### Exercise details:
Report back every line from the entries below in which the word "Distribution" occurs.

### Given data:
#####
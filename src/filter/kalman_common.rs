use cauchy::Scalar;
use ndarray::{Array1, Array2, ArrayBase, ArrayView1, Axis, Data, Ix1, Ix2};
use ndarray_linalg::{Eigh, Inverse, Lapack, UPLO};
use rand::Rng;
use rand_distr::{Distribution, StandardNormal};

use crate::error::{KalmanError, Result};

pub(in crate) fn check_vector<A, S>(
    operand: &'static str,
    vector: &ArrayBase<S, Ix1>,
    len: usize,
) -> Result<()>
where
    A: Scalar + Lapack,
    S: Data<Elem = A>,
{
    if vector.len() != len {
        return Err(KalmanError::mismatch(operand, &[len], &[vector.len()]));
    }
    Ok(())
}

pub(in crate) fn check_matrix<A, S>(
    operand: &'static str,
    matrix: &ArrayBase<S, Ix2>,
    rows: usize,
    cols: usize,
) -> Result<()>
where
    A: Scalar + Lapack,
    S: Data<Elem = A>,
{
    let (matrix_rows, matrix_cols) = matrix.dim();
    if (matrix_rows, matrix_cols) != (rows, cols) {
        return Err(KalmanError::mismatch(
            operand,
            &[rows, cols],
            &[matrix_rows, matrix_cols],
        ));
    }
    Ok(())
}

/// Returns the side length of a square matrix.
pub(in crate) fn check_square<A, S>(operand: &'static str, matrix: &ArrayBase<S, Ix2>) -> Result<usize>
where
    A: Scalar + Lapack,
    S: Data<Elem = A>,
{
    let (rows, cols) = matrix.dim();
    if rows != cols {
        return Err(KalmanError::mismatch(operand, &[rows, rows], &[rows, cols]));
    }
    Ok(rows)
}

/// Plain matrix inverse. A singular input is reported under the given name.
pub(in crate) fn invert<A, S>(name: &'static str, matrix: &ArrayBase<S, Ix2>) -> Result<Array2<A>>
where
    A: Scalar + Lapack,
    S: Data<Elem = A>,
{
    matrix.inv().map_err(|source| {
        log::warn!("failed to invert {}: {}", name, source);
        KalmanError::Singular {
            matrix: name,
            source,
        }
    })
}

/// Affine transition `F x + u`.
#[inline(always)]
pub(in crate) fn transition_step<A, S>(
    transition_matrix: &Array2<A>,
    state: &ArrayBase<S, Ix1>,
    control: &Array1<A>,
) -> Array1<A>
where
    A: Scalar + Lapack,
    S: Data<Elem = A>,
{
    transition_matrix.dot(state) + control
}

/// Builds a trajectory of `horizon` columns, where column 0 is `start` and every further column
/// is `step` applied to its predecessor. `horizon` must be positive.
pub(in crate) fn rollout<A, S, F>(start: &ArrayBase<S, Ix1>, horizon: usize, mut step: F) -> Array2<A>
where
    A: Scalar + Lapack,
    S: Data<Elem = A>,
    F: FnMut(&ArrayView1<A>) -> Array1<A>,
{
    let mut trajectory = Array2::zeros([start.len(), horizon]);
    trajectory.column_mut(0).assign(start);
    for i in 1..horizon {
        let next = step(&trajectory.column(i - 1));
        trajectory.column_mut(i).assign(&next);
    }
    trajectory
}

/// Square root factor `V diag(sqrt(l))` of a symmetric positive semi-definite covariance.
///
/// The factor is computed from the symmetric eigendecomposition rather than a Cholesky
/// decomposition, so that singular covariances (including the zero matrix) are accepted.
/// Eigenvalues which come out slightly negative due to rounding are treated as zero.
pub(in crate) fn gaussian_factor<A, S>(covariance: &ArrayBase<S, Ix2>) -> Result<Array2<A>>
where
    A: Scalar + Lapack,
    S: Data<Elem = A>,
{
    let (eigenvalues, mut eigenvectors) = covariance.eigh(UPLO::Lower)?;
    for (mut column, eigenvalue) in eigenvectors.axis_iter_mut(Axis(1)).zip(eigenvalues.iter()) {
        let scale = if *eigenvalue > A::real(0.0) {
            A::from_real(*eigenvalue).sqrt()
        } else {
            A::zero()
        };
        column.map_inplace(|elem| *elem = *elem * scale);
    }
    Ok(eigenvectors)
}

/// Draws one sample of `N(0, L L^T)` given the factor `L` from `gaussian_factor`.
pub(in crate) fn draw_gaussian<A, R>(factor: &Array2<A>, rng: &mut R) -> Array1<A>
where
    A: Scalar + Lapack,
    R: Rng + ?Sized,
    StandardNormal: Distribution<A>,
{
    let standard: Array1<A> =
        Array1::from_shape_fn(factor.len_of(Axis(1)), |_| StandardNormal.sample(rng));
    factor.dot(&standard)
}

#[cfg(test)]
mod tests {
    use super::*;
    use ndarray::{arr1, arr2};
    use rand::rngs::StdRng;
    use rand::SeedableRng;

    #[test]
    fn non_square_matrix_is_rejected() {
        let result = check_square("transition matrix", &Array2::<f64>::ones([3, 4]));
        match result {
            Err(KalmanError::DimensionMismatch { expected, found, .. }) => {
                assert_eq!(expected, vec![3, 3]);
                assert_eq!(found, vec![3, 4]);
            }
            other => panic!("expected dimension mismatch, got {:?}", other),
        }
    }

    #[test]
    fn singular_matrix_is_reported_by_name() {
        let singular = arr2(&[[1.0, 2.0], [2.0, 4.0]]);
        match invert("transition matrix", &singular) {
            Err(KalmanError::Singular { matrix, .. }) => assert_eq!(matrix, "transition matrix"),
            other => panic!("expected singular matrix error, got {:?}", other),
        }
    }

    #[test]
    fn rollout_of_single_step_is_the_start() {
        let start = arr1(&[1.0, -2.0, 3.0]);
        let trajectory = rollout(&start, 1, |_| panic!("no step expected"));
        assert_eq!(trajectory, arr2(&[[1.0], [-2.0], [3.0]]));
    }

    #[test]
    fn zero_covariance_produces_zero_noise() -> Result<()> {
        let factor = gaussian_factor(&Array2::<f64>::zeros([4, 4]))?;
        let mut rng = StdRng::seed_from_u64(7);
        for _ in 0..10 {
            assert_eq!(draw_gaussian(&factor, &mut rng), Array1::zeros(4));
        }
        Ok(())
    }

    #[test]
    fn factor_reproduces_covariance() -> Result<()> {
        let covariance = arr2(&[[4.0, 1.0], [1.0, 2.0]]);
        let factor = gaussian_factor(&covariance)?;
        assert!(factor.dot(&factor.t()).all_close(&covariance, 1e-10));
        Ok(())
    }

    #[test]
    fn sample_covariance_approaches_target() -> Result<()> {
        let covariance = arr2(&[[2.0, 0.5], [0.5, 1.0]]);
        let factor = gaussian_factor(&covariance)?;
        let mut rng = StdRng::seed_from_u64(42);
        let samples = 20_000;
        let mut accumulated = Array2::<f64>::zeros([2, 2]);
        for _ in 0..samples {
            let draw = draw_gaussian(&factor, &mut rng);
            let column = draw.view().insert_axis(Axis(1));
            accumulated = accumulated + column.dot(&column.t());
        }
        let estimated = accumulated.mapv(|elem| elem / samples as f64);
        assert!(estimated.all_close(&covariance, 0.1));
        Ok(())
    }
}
#####
### Task answer:
use rand_distr::{Distribution, StandardNormal};
    StandardNormal: Distribution<A>,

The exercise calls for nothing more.